Let $\vec{d}_1$ and $\vec{d}_2$ be the two displacements. The final displacement is $\vec{R} = \vec{d}_1 + \vec{d}_2$.

1. First Displacement ($\vec{d}_1$): $4 \text{ km}$ West$$\vec{d}_1 = -4\hat{i} \text{ (Assuming West is }-\hat{i} \text{ direction)}$$
2. Second Displacement ($\vec{d}_2$): $3 \text{ km}$, $30^\circ$ East of North
   • Angle $\theta$ is measured from the North ($\hat{j}$ axis) towards the East ($\hat{i}$ axis).

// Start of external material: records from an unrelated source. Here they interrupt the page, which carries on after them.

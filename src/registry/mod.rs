//! Tenant administration: registration against the Bot API, owner-checked
//! updates and removal.

pub mod products;

pub use products::{CatalogError, ImageStore, ProductDraft, ProductService};

use crate::channels::TelegramClient;
use crate::providers::sanitize_api_error;
use crate::store::{NewTenant, Tenant, TenantRegistry, PLATFORM_TELEGRAM};
use crate::util::mask_secret;
use std::sync::Arc;

#[derive(Debug, thiserror::Error)]
pub enum RegistryError {
    #[error("bot not found")]
    NotFound,
    #[error("bot does not belong to this user")]
    NotOwner,
    #[error("bot identifier '{0}' is already registered")]
    DuplicateIdentifier(String),
    #[error("access token is already registered")]
    DuplicateToken,
    #[error("Telegram bot id {0} is already registered")]
    DuplicatePlatformId(i64),
    #[error("access token rejected by Telegram: {0}")]
    TokenRejected(String),
    #[error("token belongs to @{actual}, not @{claimed}")]
    IdentifierMismatch { claimed: String, actual: String },
    #[error("webhook subscription failed: {0}")]
    Webhook(String),
    #[error("invalid input: {0}")]
    Invalid(String),
    #[error(transparent)]
    Storage(#[from] anyhow::Error),
}

/// Fields supplied by an owner registering a bot.
#[derive(Clone)]
pub struct NewTenantRequest {
    pub display_name: String,
    /// Telegram username of the bot, with or without a leading `@`.
    pub identifier: String,
    pub access_token: String,
    pub shop_name: Option<String>,
    pub description: Option<String>,
}

/// Optional changes to a tenant's descriptive fields.
#[derive(Debug, Clone, Default)]
pub struct TenantPatch {
    pub display_name: Option<String>,
    pub shop_name: Option<String>,
    pub description: Option<String>,
}

/// Webhook URL Telegram should deliver `identifier`'s updates to.
pub fn webhook_url(base_url: &str, identifier: &str) -> String {
    format!(
        "{}/api/telegram/webhook/{identifier}",
        base_url.trim_end_matches('/')
    )
}

pub struct TenantService {
    registry: Arc<dyn TenantRegistry>,
    telegram: Arc<TelegramClient>,
    webhook_base_url: Option<String>,
}

impl TenantService {
    pub fn new(
        registry: Arc<dyn TenantRegistry>,
        telegram: Arc<TelegramClient>,
        webhook_base_url: Option<String>,
    ) -> Self {
        Self {
            registry,
            telegram,
            webhook_base_url: webhook_base_url.filter(|url| !url.trim().is_empty()),
        }
    }

    /// Validate the token with `getMe`, persist the tenant, subscribe its webhook.
    pub async fn register(
        &self,
        owner_id: i64,
        request: NewTenantRequest,
    ) -> Result<Tenant, RegistryError> {
        let identifier = request.identifier.trim().trim_start_matches('@').to_string();
        let access_token = request.access_token.trim().to_string();
        let display_name = request.display_name.trim().to_string();
        if identifier.is_empty() || access_token.is_empty() || display_name.is_empty() {
            return Err(RegistryError::Invalid(
                "name, identifier and access token are required".into(),
            ));
        }

        if self.registry.find_by_identifier(&identifier)?.is_some() {
            return Err(RegistryError::DuplicateIdentifier(identifier));
        }
        if self.registry.find_by_token(&access_token)?.is_some() {
            return Err(RegistryError::DuplicateToken);
        }

        let identity = self
            .telegram
            .get_me(&access_token)
            .await
            .map_err(|e| RegistryError::TokenRejected(sanitize_api_error(&format!("{e:#}"))))?;

        let username = identity.username.unwrap_or_default();
        if !username.eq_ignore_ascii_case(&identifier) {
            return Err(RegistryError::IdentifierMismatch {
                claimed: identifier,
                actual: username,
            });
        }
        if self.registry.find_by_platform_id(identity.id)?.is_some() {
            return Err(RegistryError::DuplicatePlatformId(identity.id));
        }

        let tenant = self.registry.insert_tenant(NewTenant {
            display_name,
            identifier,
            platform: PLATFORM_TELEGRAM.into(),
            access_token,
            platform_api_id: identity.id,
            shop_name: non_blank(request.shop_name),
            owner_id,
            description: non_blank(request.description),
        })?;

        match &self.webhook_base_url {
            Some(base) => {
                let url = webhook_url(base, &tenant.identifier);
                if let Err(e) = self.telegram.set_webhook(&tenant.access_token, &url).await {
                    if let Err(cleanup) = self.registry.delete_tenant(tenant.id) {
                        tracing::error!(tenant = %tenant.identifier, "Failed to roll back registration: {cleanup:#}");
                    }
                    return Err(RegistryError::Webhook(format!("{e:#}")));
                }
            }
            None => tracing::warn!(
                tenant = %tenant.identifier,
                "No webhook base URL configured; webhook not subscribed"
            ),
        }

        tracing::info!(
            tenant = %tenant.identifier,
            owner_id,
            token = %mask_secret(&tenant.access_token),
            platform_api_id = tenant.platform_api_id,
            "Bot registered"
        );
        Ok(tenant)
    }

    pub fn list(&self, owner_id: i64) -> Result<Vec<Tenant>, RegistryError> {
        Ok(self.registry.list_by_owner(owner_id)?)
    }

    /// Load a tenant and check it belongs to `owner_id`.
    pub fn owned(&self, tenant_id: i64, owner_id: i64) -> Result<Tenant, RegistryError> {
        let tenant = self
            .registry
            .find_by_id(tenant_id)?
            .ok_or(RegistryError::NotFound)?;
        if tenant.owner_id != owner_id {
            return Err(RegistryError::NotOwner);
        }
        Ok(tenant)
    }

    pub fn update(
        &self,
        tenant_id: i64,
        owner_id: i64,
        patch: TenantPatch,
    ) -> Result<Tenant, RegistryError> {
        let mut tenant = self.owned(tenant_id, owner_id)?;
        if let Some(name) = patch.display_name {
            let name = name.trim();
            if name.is_empty() {
                return Err(RegistryError::Invalid("display name must not be blank".into()));
            }
            tenant.display_name = name.to_string();
        }
        if patch.shop_name.is_some() {
            tenant.shop_name = non_blank(patch.shop_name);
        }
        if patch.description.is_some() {
            tenant.description = non_blank(patch.description);
        }
        self.registry.update_tenant(&tenant)?;
        Ok(tenant)
    }

    pub fn set_shop_name(
        &self,
        tenant_id: i64,
        owner_id: i64,
        shop_name: &str,
    ) -> Result<Tenant, RegistryError> {
        self.update(
            tenant_id,
            owner_id,
            TenantPatch {
                shop_name: Some(shop_name.to_string()),
                ..TenantPatch::default()
            },
        )
    }

    /// Drop the webhook subscription (best effort), then the tenant.
    pub async fn delete(&self, tenant_id: i64, owner_id: i64) -> Result<(), RegistryError> {
        let tenant = self.owned(tenant_id, owner_id)?;
        if let Err(e) = self.telegram.delete_webhook(&tenant.access_token).await {
            tracing::warn!(tenant = %tenant.identifier, "Failed to delete webhook: {e:#}");
        }
        self.registry.delete_tenant(tenant.id)?;
        tracing::info!(tenant = %tenant.identifier, owner_id, "Bot removed");
        Ok(())
    }
}

fn non_blank(value: Option<String>) -> Option<String> {
    value
        .map(|v| v.trim().to_string())
        .filter(|v| !v.is_empty())
}

#[cfg(test)]
mod tests {
    use super::*;
    use crate::store::SqliteStore;

    fn service(store: Arc<SqliteStore>) -> TenantService {
        // Unroutable API base: these tests never reach the network.
        TenantService::new(
            store,
            Arc::new(TelegramClient::new("http://127.0.0.1:9")),
            None,
        )
    }

    fn seed(store: &SqliteStore, owner_id: i64) -> Tenant {
        store
            .insert_tenant(NewTenant {
                display_name: "Shop".into(),
                identifier: "shopbot".into(),
                platform: PLATFORM_TELEGRAM.into(),
                access_token: "1:tok".into(),
                platform_api_id: 1,
                shop_name: None,
                owner_id,
                description: None,
            })
            .unwrap()
    }

    fn request(identifier: &str, token: &str) -> NewTenantRequest {
        NewTenantRequest {
            display_name: "Shop".into(),
            identifier: identifier.into(),
            access_token: token.into(),
            shop_name: None,
            description: None,
        }
    }

    #[test]
    fn webhook_url_joins_base_and_identifier() {
        assert_eq!(
            webhook_url("https://shop.example.com/", "shopbot"),
            "https://shop.example.com/api/telegram/webhook/shopbot"
        );
    }

    #[tokio::test]
    async fn register_rejects_duplicates_before_calling_telegram() {
        let store = Arc::new(SqliteStore::open_in_memory().unwrap());
        seed(&store, 1);
        let service = service(store);

        let err = service.register(1, request("@shopbot", "2:new")).await.unwrap_err();
        assert!(matches!(err, RegistryError::DuplicateIdentifier(id) if id == "shopbot"));

        let err = service.register(1, request("other", "1:tok")).await.unwrap_err();
        assert!(matches!(err, RegistryError::DuplicateToken));
    }

    #[tokio::test]
    async fn register_requires_fields() {
        let store = Arc::new(SqliteStore::open_in_memory().unwrap());
        let err = service(store).register(1, request(" ", "1:x")).await.unwrap_err();
        assert!(matches!(err, RegistryError::Invalid(_)));
    }

    #[test]
    fn update_checks_owner_and_trims() {
        let store = Arc::new(SqliteStore::open_in_memory().unwrap());
        let tenant = seed(&store, 1);
        let service = service(store);

        assert!(matches!(
            service.set_shop_name(tenant.id, 2, "Stolen"),
            Err(RegistryError::NotOwner)
        ));
        assert!(matches!(
            service.set_shop_name(tenant.id + 100, 1, "Nope"),
            Err(RegistryError::NotFound)
        ));

        let updated = service.set_shop_name(tenant.id, 1, "  Mugs & Co ").unwrap();
        assert_eq!(updated.shop_name.as_deref(), Some("Mugs & Co"));

        let cleared = service
            .update(
                tenant.id,
                1,
                TenantPatch {
                    shop_name: Some(String::new()),
                    description: Some("Handmade".into()),
                    ..TenantPatch::default()
                },
            )
            .unwrap();
        assert!(cleared.shop_name.is_none());
        assert_eq!(cleared.description.as_deref(), Some("Handmade"));
    }

    #[test]
    fn list_is_scoped_to_owner() {
        let store = Arc::new(SqliteStore::open_in_memory().unwrap());
        seed(&store, 1);
        let service = service(store);
        assert_eq!(service.list(1).unwrap().len(), 1);
        assert!(service.list(2).unwrap().is_empty());
    }

    #[tokio::test]
    async fn delete_removes_row_even_when_webhook_call_fails() {
        let store = Arc::new(SqliteStore::open_in_memory().unwrap());
        let tenant = seed(&store, 1);
        let service = service(store.clone());

        assert!(matches!(
            service.delete(tenant.id, 2).await,
            Err(RegistryError::NotOwner)
        ));
        service.delete(tenant.id, 1).await.unwrap();
        assert!(store.find_by_id(tenant.id).unwrap().is_none());
    }
}
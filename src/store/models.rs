use chrono::{DateTime, Utc};
use rust_decimal::Decimal;
use serde::{Deserialize, Serialize};
use std::fmt;

/// Chat platform a tenant is registered on.
pub const PLATFORM_TELEGRAM: &str = "telegram";

/// A registered shop bot and its owner.
#[derive(Clone, PartialEq, Eq, Serialize, Deserialize)]
pub struct Tenant {
    pub id: i64,
    pub display_name: String,
    /// Public identifier, also the last segment of the webhook path.
    pub identifier: String,
    pub platform: String,
    /// Bot API token. Secret, never logged.
    #[serde(skip_serializing)]
    pub access_token: String,
    /// Numeric bot id reported by the platform.
    pub platform_api_id: i64,
    pub shop_name: Option<String>,
    pub owner_id: i64,
    pub description: Option<String>,
}

impl Tenant {
    /// Name shown to customers: the shop name when set, else the display name.
    pub fn shop_label(&self) -> &str {
        self.shop_name
            .as_deref()
            .map(str::trim)
            .filter(|name| !name.is_empty())
            .unwrap_or(&self.display_name)
    }
}

impl fmt::Debug for Tenant {
    fn fmt(&self, f: &mut fmt::Formatter<'_>) -> fmt::Result {
        f.debug_struct("Tenant")
            .field("id", &self.id)
            .field("display_name", &self.display_name)
            .field("identifier", &self.identifier)
            .field("platform", &self.platform)
            .field("access_token", &"[REDACTED]")
            .field("platform_api_id", &self.platform_api_id)
            .field("shop_name", &self.shop_name)
            .field("owner_id", &self.owner_id)
            .field("description", &self.description)
            .finish()
    }
}

/// Tenant fields before the row id is assigned.
#[derive(Clone)]
pub struct NewTenant {
    pub display_name: String,
    pub identifier: String,
    pub platform: String,
    pub access_token: String,
    pub platform_api_id: i64,
    pub shop_name: Option<String>,
    pub owner_id: i64,
    pub description: Option<String>,
}

#[derive(Debug, Clone, PartialEq, Serialize, Deserialize)]
pub struct Product {
    pub id: i64,
    pub tenant_id: i64,
    pub name: String,
    pub price: Decimal,
    pub description: Option<String>,
    pub catalog: String,
    pub subcategory: String,
    pub image_url: Option<String>,
    pub in_stock: bool,
}

impl Product {
    /// Image URL when present and non-blank.
    pub fn image(&self) -> Option<&str> {
        self.image_url
            .as_deref()
            .map(str::trim)
            .filter(|url| !url.is_empty())
    }
}

#[derive(Debug, Clone, PartialEq, Serialize, Deserialize)]
pub struct NewProduct {
    pub tenant_id: i64,
    pub name: String,
    pub price: Decimal,
    pub description: Option<String>,
    pub catalog: String,
    pub subcategory: String,
    pub image_url: Option<String>,
    pub in_stock: bool,
}

/// Author of a stored conversation turn.
#[derive(Debug, Clone, Copy, PartialEq, Eq, Serialize, Deserialize)]
#[serde(rename_all = "lowercase")]
pub enum Role {
    User,
    Assistant,
}

impl Role {
    pub fn as_str(self) -> &'static str {
        match self {
            Self::User => "user",
            Self::Assistant => "assistant",
        }
    }
}

impl TryFrom<&str> for Role {
    type Error = anyhow::Error;

    fn try_from(value: &str) -> Result<Self, Self::Error> {
        match value {
            "user" => Ok(Self::User),
            "assistant" => Ok(Self::Assistant),
            other => anyhow::bail!("unknown conversation role: {other}"),
        }
    }
}

#[derive(Debug, Clone, PartialEq, Eq, Serialize, Deserialize)]
pub struct ConversationTurn {
    /// Monotonic insertion order.
    pub id: i64,
    pub role: Role,
    pub content: String,
    pub chat_id: i64,
    pub tenant_identifier: String,
}

/// Tokens and cost of one completion call.
#[derive(Debug, Clone, PartialEq, Serialize, Deserialize)]
pub struct UsageRecord {
    pub tenant_identifier: String,
    pub chat_id: i64,
    pub prompt_tokens: u64,
    pub completion_tokens: u64,
    pub total_tokens: u64,
    pub cost_usd: f64,
    pub cost_local: f64,
    pub timestamp: DateTime<Utc>,
}

#[derive(Debug, Clone, PartialEq, Serialize, Deserialize)]
#[serde(rename_all = "camelCase")]
pub struct TokenUsageStats {
    pub bot_identifier: String,
    pub total_requests: u64,
    pub total_prompt_tokens: u64,
    pub total_completion_tokens: u64,
    pub total_cost_usd: f64,
    pub total_cost_local: f64,
}

#[derive(Debug, Clone, Copy, PartialEq, Eq, Serialize, Deserialize)]
#[serde(rename_all = "camelCase")]
pub struct ConversationStats {
    pub total_messages: u64,
    /// Distinct chats that talked to the tenant.
    pub total_dialogues: u64,
}

#[cfg(test)]
mod tests {
    use super::*;

    fn tenant() -> Tenant {
        Tenant {
            id: 1,
            display_name: "Shop Bot".into(),
            identifier: "shopbot".into(),
            platform: PLATFORM_TELEGRAM.into(),
            access_token: "123:secret".into(),
            platform_api_id: 42,
            shop_name: None,
            owner_id: 7,
            description: None,
        }
    }

    #[test]
    fn shop_label_prefers_shop_name() {
        let mut t = tenant();
        assert_eq!(t.shop_label(), "Shop Bot");
        t.shop_name = Some("  ".into());
        assert_eq!(t.shop_label(), "Shop Bot");
        t.shop_name = Some("Mugs & Co".into());
        assert_eq!(t.shop_label(), "Mugs & Co");
    }

    #[test]
    fn debug_redacts_access_token() {
        let rendered = format!("{:?}", tenant());
        assert!(!rendered.contains("123:secret"));
        assert!(rendered.contains("[REDACTED]"));
    }

    #[test]
    fn blank_image_url_is_treated_as_missing() {
        let mut product = Product {
            id: 1,
            tenant_id: 1,
            name: "Mug".into(),
            price: Decimal::new(1000, 2),
            description: None,
            catalog: "Kitchen".into(),
            subcategory: "Cups".into(),
            image_url: Some("   ".into()),
            in_stock: true,
        };
        assert_eq!(product.image(), None);
        product.image_url = Some("http://x/mug.jpg".into());
        assert_eq!(product.image(), Some("http://x/mug.jpg"));
    }

    #[test]
    fn role_round_trips_through_str() {
        assert_eq!(Role::try_from("user").unwrap(), Role::User);
        assert_eq!(Role::try_from(Role::Assistant.as_str()).unwrap(), Role::Assistant);
        assert!(Role::try_from("system").is_err());
    }
}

   • The total angle from the positive $x$-axis is $90^\circ – 30^\circ = 60^\circ$.$$\vec{d}_2 = 3 (\cos 60^\circ \hat{i} + \sin 60^\circ \hat{j}) = 3 \left(\frac{1}{2}\hat{i} + \frac{\sqrt{3}}{2}\hat{j}\right)$$$$\vec{d}_2 = \frac{3}{2}\hat{i} + \frac{3\sqrt{3}}{2}\hat{j}$$
3. Resultant Displacement ($\vec{R}$):$$\vec{R} = \vec{d}_1 + \vec{d}_2 = (-4\hat{i}) + \left(\frac{3}{2}\hat{i} + \frac{3\sqrt{3}}{2}\hat{j}\right)$$$$\vec{R} = \left(-4 + \frac{3}{2}\right)\hat{i} + \frac{3\sqrt{3}}{2}\hat{j} = \left(\frac{-8 + 3}{2}\right)\hat{i} + \frac{3\sqrt{3}}{2}\hat{j}$$$$\vec{R} = -\frac{5}{2}\hat{i} + \frac{3\sqrt{3}}{2}\hat{j}$$
4. Magnitude of $\vec{R}$ (Total Displacement):$$|\vec{R}| = \sqrt{\left(-\frac{5}{2}\right)^2 + \left(\frac{3\sqrt{3}}{2}\right)^2} = \sqrt{\frac{25}{4} + \frac{9 \cdot 3}{4}}$$$$|\vec{R}| = \sqrt{\frac{25 + 27}{4}} = \sqrt{\frac{52}{4}} = \sqrt{13}$$

The girl’s displacement is $\mathbf{\sqrt{13} \text{ km}}$ in the direction given by $\mathbf{-\frac{5}{2}\hat{i} + \frac{3\sqrt{3}}{2}\hat{j}}$.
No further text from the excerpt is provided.